Stored items:
..........
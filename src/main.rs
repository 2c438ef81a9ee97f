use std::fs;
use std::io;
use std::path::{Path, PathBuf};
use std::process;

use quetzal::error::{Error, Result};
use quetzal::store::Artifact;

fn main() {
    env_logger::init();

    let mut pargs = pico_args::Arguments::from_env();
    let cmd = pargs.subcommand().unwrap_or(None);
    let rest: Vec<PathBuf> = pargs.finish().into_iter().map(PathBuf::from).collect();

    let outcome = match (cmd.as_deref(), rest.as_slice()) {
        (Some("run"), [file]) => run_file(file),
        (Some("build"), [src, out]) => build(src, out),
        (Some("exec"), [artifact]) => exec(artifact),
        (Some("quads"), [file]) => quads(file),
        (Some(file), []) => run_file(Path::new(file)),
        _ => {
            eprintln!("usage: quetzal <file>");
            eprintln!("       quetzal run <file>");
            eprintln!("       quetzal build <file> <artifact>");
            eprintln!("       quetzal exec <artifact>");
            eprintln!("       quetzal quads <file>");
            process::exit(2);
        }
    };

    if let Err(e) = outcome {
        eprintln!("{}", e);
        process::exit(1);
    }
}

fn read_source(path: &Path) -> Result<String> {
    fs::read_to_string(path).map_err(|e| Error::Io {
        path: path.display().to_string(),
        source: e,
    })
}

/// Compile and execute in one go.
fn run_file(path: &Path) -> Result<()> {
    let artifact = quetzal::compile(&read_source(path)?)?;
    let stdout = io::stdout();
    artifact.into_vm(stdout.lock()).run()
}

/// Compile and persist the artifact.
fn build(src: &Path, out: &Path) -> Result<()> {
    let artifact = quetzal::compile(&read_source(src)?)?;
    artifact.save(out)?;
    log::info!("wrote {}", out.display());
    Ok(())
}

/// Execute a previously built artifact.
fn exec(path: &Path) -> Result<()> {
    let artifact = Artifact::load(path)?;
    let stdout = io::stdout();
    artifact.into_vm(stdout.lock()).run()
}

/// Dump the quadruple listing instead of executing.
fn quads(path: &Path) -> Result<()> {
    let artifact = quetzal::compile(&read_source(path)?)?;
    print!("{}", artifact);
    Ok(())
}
..........
The entries shown above must be reproduced in full, exactly as written.

filename src/main.rs
repository 2c438ef81a9ee97f
use std::fs;
use std::io;
use std::path::{Path, PathBuf};
use std::process;

use quetzal::error::{Error, Result};
use quetzal::store::Artifact;

fn main() {
    env_logger::init();

    let mut pargs = pico_args::Arguments::from_env();
    let cmd = pargs.subcommand().unwrap_or(None);
    let rest: Vec<PathBuf> = pargs.finish().into_iter().map(PathBuf::from).collect();

    let outcome = match (cmd.as_deref(), rest.as_slice()) {
        (Some("run"), [file]) => run_file(file),
        (Some("build"), [src, out]) => build(src, out),
        (Some("exec"), [artifact]) => exec(artifact),
        (Some("quads"), [file]) => quads(file),
        (Some(file), []) => run_file(Path::new(file)),
        _ => {
            eprintln!("usage: quetzal <file>");
            eprintln!("       quetzal run <file>");
            eprintln!("       quetzal build <file> <artifact>");
            eprintln!("       quetzal exec <artifact>");
            eprintln!("       quetzal quads <file>");
            process::exit(2);
        }
    };

    if let Err(e) = outcome {
        eprintln!("{}", e);
        process::exit(1);
    }
}

fn read_source(path: &Path) -> Result<String> {
    fs::read_to_string(path).map_err(|e| Error::Io {
        path: path.display().to_string(),
        source: e,
    })
}

/// Compile and execute in one go.
fn run_file(path: &Path) -> Result<()> {
    let artifact = quetzal::compile(&read_source(path)?)?;
    let stdout = io::stdout();
    artifact.into_vm(stdout.lock()).run()
}

/// Compile and persist the artifact.
fn build(src: &Path, out: &Path) -> Result<()> {
    let artifact = quetzal::compile(&read_source(src)?)?;
    artifact.save(out)?;
    log::info!("wrote {}", out.display());
    Ok(())
}

/// Execute a previously built artifact.
fn exec(path: &Path) -> Result<()> {
    let artifact = Artifact::load(path)?;
    let stdout = io::stdout();
    artifact.into_vm(stdout.lock()).run()
}

/// Dump the quadruple listing instead of executing.
fn quads(path: &Path) -> Result<()> {
    let artifact = quetzal::compile(&read_source(path)?)?;
    print!("{}", artifact);
    Ok(())
}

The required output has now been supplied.